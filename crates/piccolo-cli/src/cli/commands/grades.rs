//! `piccolo grades` - Rank the built candidates of a chain.

use anyhow::Result;
use colored::Colorize;
use piccolo_core::{CandidateNumber, GradeOrder};
use piccolo_graph::{Alternate, ChainExplorer};
use serde::Serialize;
use tabled::{settings::Style, Table, Tabled};

use super::Context;
use crate::cli::args::GradesArgs;
use crate::facts::resolve_chain;
use crate::output::print_structured;

#[derive(Serialize)]
struct Ranking {
    chain_hash: String,
    trust_context: String,
    grade_order: GradeOrder,
    best: CandidateNumber,
    ranked: Vec<Alternate>,
}

#[derive(Tabled)]
struct RankRow {
    #[tabled(rename = "Rank")]
    rank: usize,
    #[tabled(rename = "Candidate")]
    candidate: CandidateNumber,
    #[tabled(rename = "Grade")]
    grade: String,
}

pub async fn execute(ctx: Context, args: GradesArgs) -> Result<()> {
    ctx.reject_dot("grades")?;
    let trust_context = ctx.require_trust_context()?;
    let store = ctx.store().await?;
    let config = ctx.config.graph_config()?;
    let chain = resolve_chain(&store, &args.chain)?;

    let grader = ChainExplorer::new(&store, &config).grader();
    let best = grader.best_candidate(&chain, trust_context)?;
    let mut ranked = vec![Alternate {
        candidate: best,
        grade: grader.grade(&chain, best, trust_context)?,
    }];
    ranked.extend(grader.alternates(&chain, best, trust_context)?);

    let ranking = Ranking {
        chain_hash: chain,
        trust_context: trust_context.to_string(),
        grade_order: grader.order(),
        best,
        ranked,
    };
    if print_structured(ctx.output_format, &ranking)? {
        return Ok(());
    }

    println!(
        "{} {} {}",
        "Chain:".bold(),
        ranking.chain_hash.cyan().bold(),
        format!("({}, {})", ranking.trust_context, ranking.grade_order).dimmed()
    );
    let rows: Vec<RankRow> = (1..)
        .zip(&ranking.ranked)
        .map(|(rank, alt)| RankRow {
            rank,
            candidate: alt.candidate,
            grade: alt
                .grade
                .map_or_else(|| "ungraded".to_string(), |g| g.to_string()),
        })
        .collect();
    println!("{}", Table::new(&rows).with(Style::rounded()));
    println!("{} {}", "Best candidate:".bold(), ranking.best.to_string().green().bold());
    Ok(())
}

========

→ **Activity**
Repeat the data word for word.

→ **Response to the task**
filename crates/piccolo-cli/src/cli/commands/grades.rs
//! `piccolo grades` - Rank the built candidates of a chain.

use anyhow::Result;
use colored::Colorize;
use piccolo_core::{CandidateNumber, GradeOrder};
use piccolo_graph::{Alternate, ChainExplorer};
use serde::Serialize;
use tabled::{settings::Style, Table, Tabled};

use super::Context;
use crate::cli::args::GradesArgs;
use crate::facts::resolve_chain;
use crate::output::print_structured;

#[derive(Serialize)]
struct Ranking {
    chain_hash: String,
    trust_context: String,
    grade_order: GradeOrder,
    best: CandidateNumber,
    ranked: Vec<Alternate>,
}

#[derive(Tabled)]
struct RankRow {
    #[tabled(rename = "Rank")]
    rank: usize,
    #[tabled(rename = "Candidate")]
    candidate: CandidateNumber,
    #[tabled(rename = "Grade")]
    grade: String,
}

pub async fn execute(ctx: Context, args: GradesArgs) -> Result<()> {
    ctx.reject_dot("grades")?;
    let trust_context = ctx.require_trust_context()?;
    let store = ctx.store().await?;
    let config = ctx.config.graph_config()?;
    let chain = resolve_chain(&store, &args.chain)?;

    let grader = ChainExplorer::new(&store, &config).grader();
    let best = grader.best_candidate(&chain, trust_context)?;
    let mut ranked = vec![Alternate {
        candidate: best,
        grade: grader.grade(&chain, best, trust_context)?,
    }];
    ranked.extend(grader.alternates(&chain, best, trust_context)?);

    let ranking = Ranking {
        chain_hash: chain,
        trust_context: trust_context.to_string(),
        grade_order: grader.order(),
        best,
        ranked,
    };
    if print_structured(ctx.output_format, &ranking)? {
        return Ok(());
    }

    println!(
        "{} {} {}",
        "Chain:".bold(),
        ranking.chain_hash.cyan().bold(),
        format!("({}, {})", ranking.trust_context, ranking.grade_order).dimmed()
    );
    let rows: Vec<RankRow> = (1..)
        .zip(&ranking.ranked)
        .map(|(rank, alt)| RankRow {
            rank,
            candidate: alt.candidate,
            grade: alt
                .grade
                .map_or_else(|| "ungraded".to_string(), |g| g.to_string()),
        })
        .collect();
    println!("{}", Table::new(&rows).with(Style::rounded()));
    println!("{} {}", "Best candidate:".bold(), ranking.best.to_string().green().bold());
    Ok(())
}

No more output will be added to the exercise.